Eingestiegen in den Ford Kuga Plug-in Hybrid macht sich abseits der schon bemängelten Materialien eine erwartete SUV-Großzügigkeit breit und das bereits ab der Serienausstattung. Dabei bleibt allerdings anzumerken, dass die Plug-in Hybridversion des Fords auch erst in der Ausstattungslinie Titanium und nicht etwa der Edition Trend beginnt, wie das beim herkömmlichen Verbrenner-Modell der Fall ist.

Vermissen wird man daher in der Standardausstattung, also beim Titanium, kaum etwas. Von 2-Zonen-Klimaautomatik über Navigationssystem mit Touchscreen bis hin zu den 17-Zoll-Leichtmetallfelgen ist hier bereits einiges geboten, was man von einem Alltagsauto erwartet.

Auch auf der Straße wird der Kuga diesen Anforderungen gerecht. Die Fahrwerksabstimmung findet die richtige Mitte zwischen Komfort und Dynamik, um auch dem "Sport" in der Abkürzung SUV zu entsprechen. Wem das nicht sportlich genug ist, der findet in der ST Line ein straffer abgestimmtes Fahrwerk, das allerdings einige Einbußen beim Komfort mit sich bringt. Insgesamt passt das gediegenere Fahrwerk der Ausstattung Titanium besser zum Mehrgewicht des Plug-in Hybriden.

Keinen Anlass zur Beschwerde lässt der Kuga beim Geräuschniveau aufkommen, das unabhängig von der gewählten Ausstattung angenehm leise ausfällt. Einzig die Ausstattungslinie Vignale setzt dem Ganzen mit einem System zur aktiven Geräuschunterdrückung noch die Krone auf.

Harmonisches Motorenduo, starke Verbrauchswerte

Die neue C2 Plattform sorgt dafür, dass der Kuga 3 im Vergleich zum Kuga 2 mit bis zu 90 kg weniger Gewicht auf der Waage steht. Das macht ihn leichter, aber als Plug-in-Hybrid mit zwei Motoren und Zusatzbatterie trotzdem nicht leicht. Den 1,85 Tonnen des Fronttrieblers steht jedoch eine Systemleistung von 225 PS gegenüber. 

Der 2,5-Liter-Benziner steuert 152 PS bei und der Elektromotor 97 kW (132 PS). Die beiden Motoren arbeiten harmonisch und ruckfrei Hand in Hand. Nur beim plötzlichen Gas geben fällt der Kontrast im Geräusch zwischen dem Vierzylinderbenziner und dem flüsterleisen E-Motor auf. Bei einem alltäglichen Drehzahlniveau produziert das mit einem stufenlosen Automatikgetriebe kombinierte Motorenduo seine Leistung dagegen stimmig-leise.

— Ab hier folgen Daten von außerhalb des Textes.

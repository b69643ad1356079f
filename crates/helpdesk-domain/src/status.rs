use serde::{Deserialize, Serialize};

use crate::error::HelpdeskError;

#[derive(Debug, Clone, Copy, PartialEq, Eq, Hash, PartialOrd, Ord, Serialize, Deserialize)]
#[serde(rename_all = "snake_case")]
pub enum TicketStatus {
    New,
    Open,
    // `in_progress` is the dashboard list view's legacy spelling of the same
    // lifecycle slot; accepted on input, never emitted.
    #[serde(alias = "in_progress")]
    Pending,
    Resolved,
    Closed,
}

impl TicketStatus {
    pub const ALL: [TicketStatus; 5] = [
        TicketStatus::New,
        TicketStatus::Open,
        TicketStatus::Pending,
        TicketStatus::Resolved,
        TicketStatus::Closed,
    ];

    pub const fn as_str(self) -> &'static str {
        match self {
            TicketStatus::New => "new",
            TicketStatus::Open => "open",
            TicketStatus::Pending => "pending",
            TicketStatus::Resolved => "resolved",
            TicketStatus::Closed => "closed",
        }
    }

    pub fn parse(value: &str) -> Result<Self, HelpdeskError> {
        match value.trim().to_ascii_lowercase().as_str() {
            "new" => Ok(TicketStatus::New),
            "open" => Ok(TicketStatus::Open),
            "pending" | "in_progress" => Ok(TicketStatus::Pending),
            "resolved" => Ok(TicketStatus::Resolved),
            "closed" => Ok(TicketStatus::Closed),
            other => Err(HelpdeskError::ValidationFailed(format!(
                "`{other}` is not a ticket status. Valid statuses: {}",
                status_list_hint()
            ))),
        }
    }
}

fn status_list_hint() -> String {
    TicketStatus::ALL
        .iter()
        .map(|status| status.as_str())
        .collect::<Vec<_>>()
        .join(", ")
}

#[derive(Debug, Clone, Copy, PartialEq, Eq, Hash, Serialize, Deserialize)]
#[serde(rename_all = "snake_case")]
pub enum Priority {
    Critical,
    High,
    Medium,
    Low,
}

/// Policy over the status transition graph.
///
/// The backing store accepts any in-enum status as the next status of any
/// ticket, so the default policy permits every pair. A deployment wanting a
/// stricter workflow supplies its own edge list.
#[derive(Debug, Clone, Default, PartialEq, Eq)]
pub struct TransitionPolicy {
    allowed: Option<Vec<(TicketStatus, TicketStatus)>>,
}

impl TransitionPolicy {
    pub fn restricted(edges: Vec<(TicketStatus, TicketStatus)>) -> Self {
        Self {
            allowed: Some(edges),
        }
    }

    pub fn permits(&self, from: TicketStatus, to: TicketStatus) -> bool {
        match &self.allowed {
            None => true,
            Some(edges) => edges.iter().any(|(f, t)| *f == from && *t == to),
        }
    }

    pub fn check(&self, from: TicketStatus, to: TicketStatus) -> Result<(), HelpdeskError> {
        if self.permits(from, to) {
            return Ok(());
        }
        Err(HelpdeskError::ValidationFailed(format!(
            "transition `{}` -> `{}` is not permitted",
            from.as_str(),
            to.as_str()
        )))
    }
}

#[cfg(test)]
mod tests {
    use super::{Priority, TicketStatus, TransitionPolicy};
    use crate::error::HelpdeskError;

    #[test]
    fn status_parse_accepts_every_canonical_value() {
        for status in TicketStatus::ALL {
            assert_eq!(TicketStatus::parse(status.as_str()).expect("parse"), status);
        }
    }

    #[test]
    fn status_parse_maps_legacy_in_progress_to_pending() {
        assert_eq!(
            TicketStatus::parse("in_progress").expect("parse alias"),
            TicketStatus::Pending
        );
    }

    #[test]
    fn status_parse_rejects_values_outside_the_closed_set() {
        let error = TicketStatus::parse("archived").expect_err("reject unknown status");
        assert!(matches!(error, HelpdeskError::ValidationFailed(_)));
        assert!(error.to_string().contains("archived"));
    }

    #[test]
    fn status_deserializes_legacy_alias_but_serializes_canonically() {
        let status: TicketStatus = serde_json::from_str("\"in_progress\"").expect("alias");
        assert_eq!(status, TicketStatus::Pending);
        assert_eq!(
            serde_json::to_string(&status).expect("serialize"),
            "\"pending\""
        );
    }

    #[test]
    fn status_rejects_unknown_wire_values() {
        assert!(serde_json::from_str::<TicketStatus>("\"reopened\"").is_err());
    }

    #[test]
    fn priority_uses_snake_case_wire_values() {
        let priority: Priority = serde_json::from_str("\"critical\"").expect("priority");
        assert_eq!(priority, Priority::Critical);
    }

    #[test]
    fn default_policy_permits_every_pair() {
        let policy = TransitionPolicy::default();
        for from in TicketStatus::ALL {
            for to in TicketStatus::ALL {
                assert!(policy.permits(from, to));
            }
        }
    }

    #[test]
    fn restricted_policy_rejects_unlisted_edges() {
        let policy =
            TransitionPolicy::restricted(vec![(TicketStatus::Open, TicketStatus::Resolved)]);
        assert!(policy.permits(TicketStatus::Open, TicketStatus::Resolved));
        assert!(!policy.permits(TicketStatus::Resolved, TicketStatus::Open));
        let error = policy
            .check(TicketStatus::Resolved, TicketStatus::Open)
            .expect_err("unlisted edge");
        assert!(matches!(error, HelpdeskError::ValidationFailed(_)));
    }
}
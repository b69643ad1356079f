pub mod auth;
pub mod config;
pub mod repository;
pub mod session;
pub mod transport;

#[cfg(any(test, feature = "test-support"))]
pub mod test_support;

pub use auth::AuthGateway;
pub use config::HelpdeskConfig;
pub use repository::{TicketCacheSnapshot, TicketRepository};
pub use session::{FileTokenStore, MemoryTokenStore, SessionGuard, TokenStore};
pub use transport::{
    ApiMethod, ApiRequest, ApiResponse, ApiTransport, ReqwestApiTransport, TransportError,
};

Der Elektromotor arbeitet oft im Solo, weil der Akku mit 14,4 kWh die Kapazität dazu besitzt. Nach einer Voll-Ladung, die an der Haushaltssteckdose sechs Stunden und an der Wallbox 3 ½  Stunden dauert, kommt man im Kuga Plug-in-Hybrid bis zu 56 Kilometer weit. Das versprechen Ford und der WLTP-Zyklus. 

Auch wenn es in der Praxis manchmal nur 40 Kilometer Strecke sind, reicht das für manche Fahrende, wenn in der heimischen Garage geladen werden kann, für den (benzinfreien) Weg zur Arbeit. Fährt man so, kann der Abgang aus dem 45 Liter großen Tank des Plug-in-Hybrid, der mit bis zu 135 km/h rein elektrisch fährt, tatsächlich sehr niedrig ausfallen. Allerdings nicht bei ganz niedrigen Temperaturen, welche die rein elektrische Reichweite schon mal halbieren können. 

Und wer oft voll beschleunigt und die 200 km/h Spitze ausnutzt, sollte sich auch nicht zu viel Sparpotential in diesen Momenten von Fords Stromer erwarten. Das Gleiche gilt, wenn nur ganz selten oder gar nicht geladen wird und der Benziner häufig arbeitet. Dann liegt der Verbrauch, abhängig vom eigenen Gasfuß, eher um die sieben, acht Liter Super.

Attraktives Preis-Leistungs-Niveau

Der Preis des Ford Kuga Plug-in Hybrid ist gemessen an der Konkurrenz eine echte Ansage. Insbesondere deshalb, weil Ford es geschafft hat, den Kuga von seinem biederen Blechkleid zu befreien und zu einem modernen, angesagten und elektrifizierten SUV zu machen. Der Ford vermittelt Zeitgeist bei Optik und Antrieb. Einzig die Materialien im Interieur sind ein verkraftbarer Wermutstropfen, der den Mitfahrenden wieder ins Gedächtnis ruft, dass es sich hierbei um ein amerikanisches Modell handelt.

Attraktiv wird der Kuga Plug-in Hybrid mit einem Einstiegspreis von 38.533 € insbesondere dank der hohen Innovationsprämie von insgesamt 6.750 € - ganz zu schweigen von der geringen Versteuerung als Geschäftswagen. In diesem Preis-Segment macht dem Kuga Plug-in Hybrid so schnell niemand etwas vor.

8/10 Wow-Wertung

Unsere Fachleute vergeben diese Bewertung nach ausführlicher Prüfung des Fahrzeugs.